EXERCISE INPUTS section start
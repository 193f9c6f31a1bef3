//! benchcharts: grouped bar charts for JavAssembler benchmarking results.
//!
//! The pipeline is load, filter, lay out, draw. A results `Table` is split
//! per benchmark, each subset becomes a `BarLayout` (plain bar geometry, no
//! drawing involved) and the layout is drawn to an SVG chart.
#![recursion_limit = "1024"]
#![deny(missing_docs)]

extern crate csv;
#[macro_use]
extern crate error_chain;
#[macro_use]
extern crate log;
extern crate plotters;
extern crate serde;
#[macro_use]
extern crate serde_derive;
extern crate svg2pdf;
extern crate toml;

#[cfg(test)]
extern crate tempfile;

#[allow(missing_docs)]
pub mod errors;
pub mod layout;
pub mod measurement;
pub mod render;
mod report;
mod setting;

pub use errors::{Error, ErrorKind, Result, ResultExt};
pub use layout::{Alignment, Bar, BarLayout, Series};
pub use measurement::{Category, Environment, Measurement, Table};
pub use render::{plot_graph, OutputFormat};
pub use report::generate_charts;
pub use setting::{ChartSpec, Setting};
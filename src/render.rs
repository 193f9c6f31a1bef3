//! Drawing bar layouts and writing chart files.
use errors::*;
use layout::{Alignment, BarLayout, Rgb};
use measurement::Table;
use plotters::prelude::*;
use setting::ChartSpec;
use std::fs;
use std::io::Write;
use std::path::Path;
use svg2pdf;
use svg2pdf::usvg;

/// Figure size in pixels.
pub const FIGURE_SIZE: (u32, u32) = (500, 350);

const FONT: &str = "sans-serif";
const TITLE_FONT_SIZE: u32 = 18;
const AXIS_LABEL_FONT_SIZE: u32 = 14;
const TICK_LABEL_FONT_SIZE: u32 = 12;
const LEGEND_FONT_SIZE: u32 = 11;

// Small margins and label areas keep the figure tight around the plot.
const MARGIN: u32 = 8;
const X_LABEL_AREA_SIZE: u32 = 40;
const Y_LABEL_AREA_SIZE: u32 = 55;

/// Whisker cap width in pixels.
const CAP_WIDTH: u32 = 10;

/// Chart file formats.
#[derive(Debug, Clone, Copy, PartialEq, Eq)]
pub enum OutputFormat {
    /// Scalable vector graphics.
    Svg,
    /// PDF, converted from the SVG drawing.
    Pdf,
}

impl OutputFormat {
    /// Infers the format from the extension of `path`.
    pub fn from_path(path: &Path) -> Result<OutputFormat> {
        let ext = path.extension()
            .and_then(|e| e.to_str())
            .map(|e| e.to_ascii_lowercase());
        match ext.as_ref().map(|e| e.as_str()) {
            Some("svg") => Ok(OutputFormat::Svg),
            Some("pdf") => Ok(OutputFormat::Pdf),
            _ => bail!(ErrorKind::UnsupportedFormat(path.display().to_string())),
        }
    }

    /// Draws `layout` in this format.
    pub fn render(&self, layout: &BarLayout, title: &str, x_label: &str) -> Result<Vec<u8>> {
        match *self {
            OutputFormat::Svg => render_svg(layout, title, x_label).map(String::into_bytes),
            OutputFormat::Pdf => svg_to_pdf(&render_svg(layout, title, x_label)?),
        }
    }
}

fn rgb(c: Rgb) -> RGBColor {
    RGBColor(c.0, c.1, c.2)
}

/// Tick label for axis position `x`: the group label when `x` sits on a
/// cluster centre, nothing otherwise.
fn group_tick(groups: &[String], x: f64) -> String {
    let idx = x.round();
    if idx < 0.0 || (x - idx).abs() > 1e-6 {
        return String::new();
    }
    groups.get(idx as usize).cloned().unwrap_or_default()
}

/// Converts an SVG document to a single-page PDF of the same size. Text is
/// set with whatever system fonts are available.
pub fn svg_to_pdf(svg: &str) -> Result<Vec<u8>> {
    let mut options = usvg::Options::default();
    options.fontdb_mut().load_system_fonts();
    let tree = usvg::Tree::from_str(svg, &options)
        .map_err(|e| Error::from(ErrorKind::Convert(e.to_string())))?;
    svg2pdf::to_pdf(
        &tree,
        svg2pdf::ConversionOptions::default(),
        svg2pdf::PageOptions::default(),
    ).map_err(|e| ErrorKind::Convert(format!("{:?}", e)).into())
}

/// Draws `layout` as an SVG document.
pub fn render_svg(layout: &BarLayout, title: &str, x_label: &str) -> Result<String> {
    let groups = layout.groups();
    let n = groups.len().max(1);
    let mut svg = String::new();
    {
        let root = SVGBackend::with_string(&mut svg, FIGURE_SIZE).into_drawing_area();
        root.fill(&WHITE)?;

        let mut chart = ChartBuilder::on(&root)
            .caption(title, (FONT, TITLE_FONT_SIZE))
            .margin(MARGIN)
            .x_label_area_size(X_LABEL_AREA_SIZE)
            .y_label_area_size(Y_LABEL_AREA_SIZE)
            .build_cartesian_2d(-0.5..(n as f64 - 0.5), layout.y_min()..layout.y_max())?;

        chart
            .configure_mesh()
            .disable_x_mesh()
            .x_labels(n)
            .x_label_formatter(&|x| group_tick(groups, *x))
            .y_desc("Mean Time (ms)")
            .x_desc(x_label)
            .label_style((FONT, TICK_LABEL_FONT_SIZE))
            .axis_desc_style((FONT, AXIS_LABEL_FONT_SIZE))
            .draw()?;

        for series in layout.series() {
            let color = rgb(series.color);
            chart
                .draw_series(series.bars.iter().map(|bar| {
                    Rectangle::new([(bar.left(), 0.0), (bar.right(), bar.height)], color.filled())
                }))?
                .label(series.legend)
                .legend(move |(x, y)| Rectangle::new([(x, y - 5), (x + 10, y + 5)], color.filled()));
            chart.draw_series(series.bars.iter().map(|bar| {
                let (low, high) = bar.whisker();
                ErrorBar::new_vertical(bar.x, low, bar.height, high, BLACK.stroke_width(1), CAP_WIDTH)
            }))?;
        }

        chart
            .configure_series_labels()
            .position(SeriesLabelPosition::UpperLeft)
            .background_style(WHITE.mix(0.8))
            .border_style(BLACK)
            .label_font((FONT, LEGEND_FONT_SIZE))
            .draw()?;

        root.present()?;
    }
    Ok(svg)
}

/// Draws one chart from the rows of a single benchmark, writes it to
/// `chart.output` and reports `Created <path>` on `out`.
pub fn plot_graph<W: Write>(
    data: &Table,
    chart: &ChartSpec,
    alignment: Alignment,
    out: &mut W,
) -> Result<()> {
    let format = OutputFormat::from_path(&chart.output)?;
    let layout = BarLayout::build(data, &chart.group_labels, alignment)?;
    debug!(
        "{}: {} bars in {} groups",
        chart.title,
        layout.bars().count(),
        layout.groups().len()
    );
    let bytes = format.render(&layout, &chart.title, &chart.x_label)?;

    let path = chart.output.display().to_string();
    fs::write(&chart.output, &bytes).chain_err(|| ErrorKind::UnwritableOutput(path.clone()))?;
    info!("wrote {} bytes to {}", bytes.len(), path);
    writeln!(out, "Created {}", path)?;
    Ok(())
}
//! Bar geometry for grouped bar charts.
//!
//! A `BarLayout` holds everything needed to draw a chart (which series,
//! where each bar sits, how tall it is and how long its whisker is) without
//! touching any drawing backend, so the numbers can be checked directly.
use errors::*;
use measurement::{Environment, Measurement, Table};

/// Bar width when three environments share a cluster.
pub const BAR_WIDTH: f64 = 0.25;

/// Bar width when the unchecked JavAssembler build adds a fourth bar.
pub const NARROW_BAR_WIDTH: f64 = 0.2;

/// An RGB colour.
pub type Rgb = (u8, u8, u8);

/// `#252a36`
pub const COLOR1: Rgb = (0x25, 0x2a, 0x36);
/// `#68c8c6`
pub const COLOR2: Rgb = (0x68, 0xc8, 0xc6);
/// `#ff6166`
pub const COLOR3: Rgb = (0xff, 0x61, 0x66);
/// `#fcdf50`
pub const COLOR4: Rgb = (0xfc, 0xdf, 0x50);

/// Environment, legend text and colour of each bar in a cluster, left to
/// right.
const THREE_BARS: [(Environment, &str, Rgb); 3] = [
    (Environment::JavAssembler, "JavAssembler", COLOR1),
    (Environment::JavaScript, "JavaScript", COLOR2),
    (Environment::Cpp, "C++", COLOR3),
];

const FOUR_BARS: [(Environment, &str, Rgb); 4] = [
    (Environment::JavAssembler, "JavAssembler (with checks)", COLOR1),
    (Environment::JavAssemblerNoChecks, "JavAssembler (without checks)", COLOR4),
    (Environment::JavaScript, "JavaScript", COLOR2),
    (Environment::Cpp, "C++", COLOR3),
];

/// How to treat the positional link between rows and group labels.
#[derive(Deserialize, Debug, Clone, Copy, PartialEq, Eq)]
#[serde(rename_all = "lowercase")]
pub enum Alignment {
    /// Pair rows with labels by position; mismatches are only logged.
    Trust,
    /// Fail when an environment's row count differs from the number of
    /// labels, or when a recorded `Size` differs from its label.
    Strict,
}

impl Default for Alignment {
    fn default() -> Self {
        Alignment::Trust
    }
}

/// A single bar with its error whisker.
#[derive(Debug, Clone, Copy, PartialEq)]
pub struct Bar {
    /// Index of the cluster (group label) this bar belongs to.
    pub group: usize,

    /// Horizontal centre in axis units; cluster `i` is centred on `i`.
    pub x: f64,

    /// Bar width in axis units.
    pub width: f64,

    /// Mean time (ms).
    pub height: f64,

    /// Half-length of the whisker, the standard deviation (ms).
    pub error: f64,
}

impl Bar {
    /// Left edge.
    pub fn left(&self) -> f64 {
        self.x - self.width / 2.0
    }

    /// Right edge.
    pub fn right(&self) -> f64 {
        self.x + self.width / 2.0
    }

    /// Lower and upper whisker ends.
    pub fn whisker(&self) -> (f64, f64) {
        (self.height - self.error, self.height + self.error)
    }
}

/// All bars of one environment.
#[derive(Debug, Clone, PartialEq)]
pub struct Series {
    /// Environment measured.
    pub environment: Environment,

    /// Legend text.
    pub legend: &'static str,

    /// Fill colour.
    pub color: Rgb,

    /// One bar per group label that has a matching row.
    pub bars: Vec<Bar>,
}

/// Bar geometry for one chart.
#[derive(Debug, Clone, PartialEq)]
pub struct BarLayout {
    groups: Vec<String>,
    bar_width: f64,
    series: Vec<Series>,
}

impl BarLayout {
    /// Lays out the rows of one benchmark against `groups`.
    ///
    /// The n-th row of an environment is drawn in the n-th group. Rows past
    /// the last group are dropped and groups without a row get no bar; under
    /// `Alignment::Strict` either case is an error instead.
    pub fn build(rows: &Table, groups: &[String], alignment: Alignment) -> Result<BarLayout> {
        let slots: &[(Environment, &'static str, Rgb)] =
            if rows.environment(Environment::JavAssemblerNoChecks).is_empty() {
                &THREE_BARS
            } else {
                &FOUR_BARS
            };
        let bar_width = if slots.len() == FOUR_BARS.len() {
            NARROW_BAR_WIDTH
        } else {
            BAR_WIDTH
        };
        let centre = (slots.len() as f64 - 1.0) / 2.0;

        let mut series = Vec::with_capacity(slots.len());
        for (slot, &(env, legend, color)) in slots.iter().enumerate() {
            let measurements = rows.environment(env);
            check_alignment(env, &measurements, groups, alignment)?;

            let offset = (slot as f64 - centre) * bar_width;
            let bars = measurements
                .iter()
                .zip(groups.iter())
                .enumerate()
                .map(|(group, (m, _))| {
                    Bar {
                        group: group,
                        x: group as f64 + offset,
                        width: bar_width,
                        height: m.mean,
                        error: m.std_dev,
                    }
                })
                .collect::<Vec<_>>();
            trace!("{}: {} bars at offset {}", env, bars.len(), offset);
            series.push(Series {
                environment: env,
                legend: legend,
                color: color,
                bars: bars,
            });
        }

        for m in rows.rows() {
            if m.env().is_none() {
                debug!("ignoring row for unknown environment {:?}", m.environment);
            }
        }

        Ok(BarLayout {
            groups: groups.to_vec(),
            bar_width: bar_width,
            series: series,
        })
    }

    /// Group labels, left to right.
    pub fn groups(&self) -> &[String] {
        &self.groups
    }

    /// Series in legend order.
    pub fn series(&self) -> &[Series] {
        &self.series
    }

    /// Width of every bar.
    pub fn bar_width(&self) -> f64 {
        self.bar_width
    }

    /// Number of bars in a full cluster.
    pub fn bars_per_group(&self) -> usize {
        self.series.len()
    }

    /// All bars, series by series.
    pub fn bars<'a>(&'a self) -> impl Iterator<Item = &'a Bar> + 'a {
        self.series.iter().flat_map(|s| s.bars.iter())
    }

    /// Bars drawn in group `group`, left to right.
    pub fn cluster(&self, group: usize) -> Vec<&Bar> {
        self.bars().filter(|b| b.group == group).collect()
    }

    /// Legend texts in series order.
    pub fn legend(&self) -> Vec<&'static str> {
        self.series.iter().map(|s| s.legend).collect()
    }

    /// Upper bound for the value axis: the tallest whisker plus headroom.
    pub fn y_max(&self) -> f64 {
        let top = self.bars()
            .map(|b| b.whisker().1)
            .fold(0.0_f64, |a, b| a.max(b));
        if top > 0.0 { top * 1.1 } else { 1.0 }
    }

    /// Lower bound for the value axis: zero, or the lowest whisker end plus
    /// headroom when a deviation exceeds its mean.
    pub fn y_min(&self) -> f64 {
        let bottom = self.bars()
            .map(|b| b.whisker().0)
            .fold(0.0_f64, |a, b| a.min(b));
        bottom * 1.1
    }
}

fn check_alignment(
    env: Environment,
    measurements: &[&Measurement],
    groups: &[String],
    alignment: Alignment,
) -> Result<()> {
    let mut problems = Vec::new();
    if !measurements.is_empty() && measurements.len() != groups.len() {
        problems.push(format!(
            "{} rows for {} group labels",
            measurements.len(),
            groups.len()
        ));
    }
    for (m, label) in measurements.iter().zip(groups.iter()) {
        match m.size {
            Some(ref size) if !size.is_empty() && size != label => {
                problems.push(format!("size {} in the slot of {}", size, label))
            }
            _ => {}
        }
    }

    if problems.is_empty() {
        return Ok(());
    }
    let detail = problems.join(", ");
    match alignment {
        Alignment::Trust => {
            warn!("{}: {}", env, detail);
            Ok(())
        }
        Alignment::Strict => bail!(ErrorKind::Misaligned(env.label().to_string(), detail)),
    }
}
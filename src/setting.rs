//! Report setting in TOML.
//!
//! Without a setting file the report draws the four standard charts:
//!
//! ```toml
//! input = "benchmarking_results/benchmarking_results.csv"
//! alignment = "trust"
//!
//! [[chart]]
//! benchmark = "Sum of squares"
//! x_label = "n"
//! group_labels = ["1000", "10000", "50000"]
//! title = "Sum of Squares Benchmark"
//! output = "benchmarking_results/sum_of_squares_benchmark.pdf"
//! ```
use errors::*;
use layout::Alignment;
use measurement::Category;
use std::fs::File;
use std::io::Read;
use std::path::{Path, PathBuf};
use toml;

/// Default location of the results table.
pub const DEFAULT_INPUT: &str = "benchmarking_results/benchmarking_results.csv";

/// Default directory for the charts.
pub const DEFAULT_OUTPUT_DIR: &str = "benchmarking_results";

/// One chart to draw.
#[derive(Deserialize, Debug, Clone, PartialEq)]
pub struct ChartSpec {
    /// `Benchmark` value selecting the rows.
    pub benchmark: String,

    /// Label of the horizontal axis.
    pub x_label: String,

    /// One label per cluster, in row order.
    pub group_labels: Vec<String>,

    /// Chart title.
    pub title: String,

    /// Where to write the chart; the extension picks the format.
    pub output: PathBuf,
}

impl ChartSpec {
    fn standard(category: Category) -> ChartSpec {
        let (x_label, groups, title, file): (&str, [&str; 3], &str, &str) = match category {
            Category::SumOfSquares => (
                "n",
                ["1000", "10000", "50000"],
                "Sum of Squares Benchmark",
                "sum_of_squares_benchmark.pdf",
            ),
            Category::Recursion => (
                "Depth",
                ["100", "1000", "5000"],
                "Recursion Benchmark",
                "recursion_benchmark.pdf",
            ),
            Category::LinkedListTraversal => (
                "List Length",
                ["1000", "5000", "20000"],
                "Linked-List Traversal Benchmark",
                "linked_list_traversal_benchmark.pdf",
            ),
            Category::ArrayTraversal => (
                "Array Length",
                ["1000", "5000", "20000"],
                "Array Traversal Benchmark",
                "array_traversal_benchmark.pdf",
            ),
        };
        ChartSpec {
            benchmark: category.label().to_string(),
            x_label: x_label.to_string(),
            group_labels: groups.iter().map(|g| g.to_string()).collect(),
            title: title.to_string(),
            output: Path::new(DEFAULT_OUTPUT_DIR).join(file),
        }
    }
}

/// The report setting.
#[derive(Deserialize, Debug, Clone, PartialEq)]
#[serde(default)]
pub struct Setting {
    /// Path to the results table.
    pub input: PathBuf,

    /// How rows are matched with group labels.
    pub alignment: Alignment,

    /// Charts, drawn in order.
    #[serde(rename = "chart")]
    pub charts: Vec<ChartSpec>,
}

impl Default for Setting {
    fn default() -> Self {
        Setting {
            input: PathBuf::from(DEFAULT_INPUT),
            alignment: Alignment::Trust,
            charts: Category::ALL.iter().map(|&c| ChartSpec::standard(c)).collect(),
        }
    }
}

impl Setting {
    /// Initialize from a file.
    pub fn init<P: AsRef<Path>>(path: P) -> Result<Setting> {
        let path = path.as_ref();
        let mut file = File::open(path)
            .chain_err(|| ErrorKind::Setting(path.display().to_string()))?;
        let mut contents = String::new();
        file.read_to_string(&mut contents)
            .chain_err(|| ErrorKind::Setting(path.display().to_string()))?;
        Setting::parse(&contents).chain_err(|| ErrorKind::Setting(path.display().to_string()))
    }

    /// Parses a setting from TOML text. Missing keys keep their defaults.
    pub fn parse(contents: &str) -> Result<Setting> {
        let setting = toml::from_str(contents)?;
        Ok(setting)
    }

    /// Moves every chart into `dir`, keeping file names.
    pub fn redirect_output<P: AsRef<Path>>(&mut self, dir: P) {
        for chart in &mut self.charts {
            let name = chart.output.file_name().map(|n| n.to_owned());
            if let Some(name) = name {
                chart.output = dir.as_ref().join(name);
            }
        }
    }
}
EXERCISE INPUTS section end
Those lines above that contain the string "join" should be returned.

EXERCISE ANSWER:
    let detail = problems.join(", ");
            output: Path::new(DEFAULT_OUTPUT_DIR).join(file),
                chart.output = dir.as_ref().join(name);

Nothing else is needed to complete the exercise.